Collected data entries
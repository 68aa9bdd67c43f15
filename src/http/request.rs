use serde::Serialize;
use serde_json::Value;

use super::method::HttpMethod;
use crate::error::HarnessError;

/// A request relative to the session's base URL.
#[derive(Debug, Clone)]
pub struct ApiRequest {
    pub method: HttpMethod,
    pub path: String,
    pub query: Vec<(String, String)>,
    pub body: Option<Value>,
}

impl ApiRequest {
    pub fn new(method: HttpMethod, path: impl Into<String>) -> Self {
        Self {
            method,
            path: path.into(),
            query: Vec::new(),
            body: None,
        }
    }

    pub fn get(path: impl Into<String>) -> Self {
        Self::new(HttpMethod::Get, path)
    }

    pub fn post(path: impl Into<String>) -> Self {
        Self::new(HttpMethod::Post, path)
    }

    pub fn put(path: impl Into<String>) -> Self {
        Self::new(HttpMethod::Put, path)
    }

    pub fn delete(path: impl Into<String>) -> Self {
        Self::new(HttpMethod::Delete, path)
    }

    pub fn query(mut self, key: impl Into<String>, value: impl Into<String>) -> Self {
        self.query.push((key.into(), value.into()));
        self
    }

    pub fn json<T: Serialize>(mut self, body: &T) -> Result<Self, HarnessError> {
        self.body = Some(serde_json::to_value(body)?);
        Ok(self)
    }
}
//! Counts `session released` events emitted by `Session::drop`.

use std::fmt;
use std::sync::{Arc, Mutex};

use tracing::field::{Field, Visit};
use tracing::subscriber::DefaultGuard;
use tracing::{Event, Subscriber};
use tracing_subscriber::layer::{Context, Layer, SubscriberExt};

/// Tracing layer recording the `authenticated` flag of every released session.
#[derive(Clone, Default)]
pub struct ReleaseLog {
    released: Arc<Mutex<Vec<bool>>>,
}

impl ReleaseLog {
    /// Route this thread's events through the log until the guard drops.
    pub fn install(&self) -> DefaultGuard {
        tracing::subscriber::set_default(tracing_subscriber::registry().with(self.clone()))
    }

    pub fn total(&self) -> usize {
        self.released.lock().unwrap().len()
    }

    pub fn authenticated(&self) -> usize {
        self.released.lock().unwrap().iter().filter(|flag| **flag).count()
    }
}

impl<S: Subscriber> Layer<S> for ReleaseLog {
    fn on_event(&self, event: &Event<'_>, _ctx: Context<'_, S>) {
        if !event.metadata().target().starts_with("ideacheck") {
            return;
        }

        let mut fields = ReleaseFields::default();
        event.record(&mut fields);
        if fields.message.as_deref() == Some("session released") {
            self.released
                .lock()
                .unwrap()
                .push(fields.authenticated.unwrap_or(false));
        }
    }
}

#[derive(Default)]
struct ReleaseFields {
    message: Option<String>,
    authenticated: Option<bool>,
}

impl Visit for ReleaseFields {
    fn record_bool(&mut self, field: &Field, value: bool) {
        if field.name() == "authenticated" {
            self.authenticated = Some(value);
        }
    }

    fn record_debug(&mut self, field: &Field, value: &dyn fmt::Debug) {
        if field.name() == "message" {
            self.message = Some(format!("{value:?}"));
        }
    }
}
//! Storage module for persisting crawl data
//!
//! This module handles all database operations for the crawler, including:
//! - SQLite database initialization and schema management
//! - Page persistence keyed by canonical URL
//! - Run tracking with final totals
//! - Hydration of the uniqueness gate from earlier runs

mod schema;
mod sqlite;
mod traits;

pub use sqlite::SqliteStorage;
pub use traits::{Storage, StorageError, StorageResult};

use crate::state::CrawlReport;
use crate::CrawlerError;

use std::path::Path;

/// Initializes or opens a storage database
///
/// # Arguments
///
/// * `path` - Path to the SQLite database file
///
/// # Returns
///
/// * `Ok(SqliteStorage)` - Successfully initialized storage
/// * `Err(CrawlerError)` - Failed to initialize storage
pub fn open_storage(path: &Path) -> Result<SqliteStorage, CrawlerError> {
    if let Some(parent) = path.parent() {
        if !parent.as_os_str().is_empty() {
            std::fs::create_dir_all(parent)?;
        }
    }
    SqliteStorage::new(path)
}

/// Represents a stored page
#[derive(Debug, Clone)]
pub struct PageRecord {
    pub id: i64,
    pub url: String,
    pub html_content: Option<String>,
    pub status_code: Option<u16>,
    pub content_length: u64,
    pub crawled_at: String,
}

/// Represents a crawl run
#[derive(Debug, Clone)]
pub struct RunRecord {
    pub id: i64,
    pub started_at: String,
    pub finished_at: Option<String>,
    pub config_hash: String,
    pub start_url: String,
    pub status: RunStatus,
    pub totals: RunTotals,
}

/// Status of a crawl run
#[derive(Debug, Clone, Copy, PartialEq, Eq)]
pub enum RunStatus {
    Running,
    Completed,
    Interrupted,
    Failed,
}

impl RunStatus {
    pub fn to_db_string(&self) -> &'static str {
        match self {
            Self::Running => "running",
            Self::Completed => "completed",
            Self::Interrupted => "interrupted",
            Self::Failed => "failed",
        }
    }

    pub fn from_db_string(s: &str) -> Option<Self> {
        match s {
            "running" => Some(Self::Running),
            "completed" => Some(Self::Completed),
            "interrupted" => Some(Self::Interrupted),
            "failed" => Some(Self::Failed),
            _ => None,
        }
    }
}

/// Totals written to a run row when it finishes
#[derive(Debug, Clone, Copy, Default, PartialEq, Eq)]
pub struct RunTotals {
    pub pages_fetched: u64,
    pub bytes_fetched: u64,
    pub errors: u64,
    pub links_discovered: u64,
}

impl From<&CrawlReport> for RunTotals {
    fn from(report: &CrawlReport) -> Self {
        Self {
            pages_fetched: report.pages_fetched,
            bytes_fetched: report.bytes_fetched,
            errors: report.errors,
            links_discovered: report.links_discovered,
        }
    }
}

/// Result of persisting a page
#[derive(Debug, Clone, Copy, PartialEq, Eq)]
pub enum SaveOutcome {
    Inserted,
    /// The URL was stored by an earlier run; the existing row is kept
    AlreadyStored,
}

**Problem requirements:** Scan the data for the word "events" and copy every line where it shows up.

**Result of the task:**
//! Counts `session released` events emitted by `Session::drop`.
    /// Route this thread's events through the log until the guard drops.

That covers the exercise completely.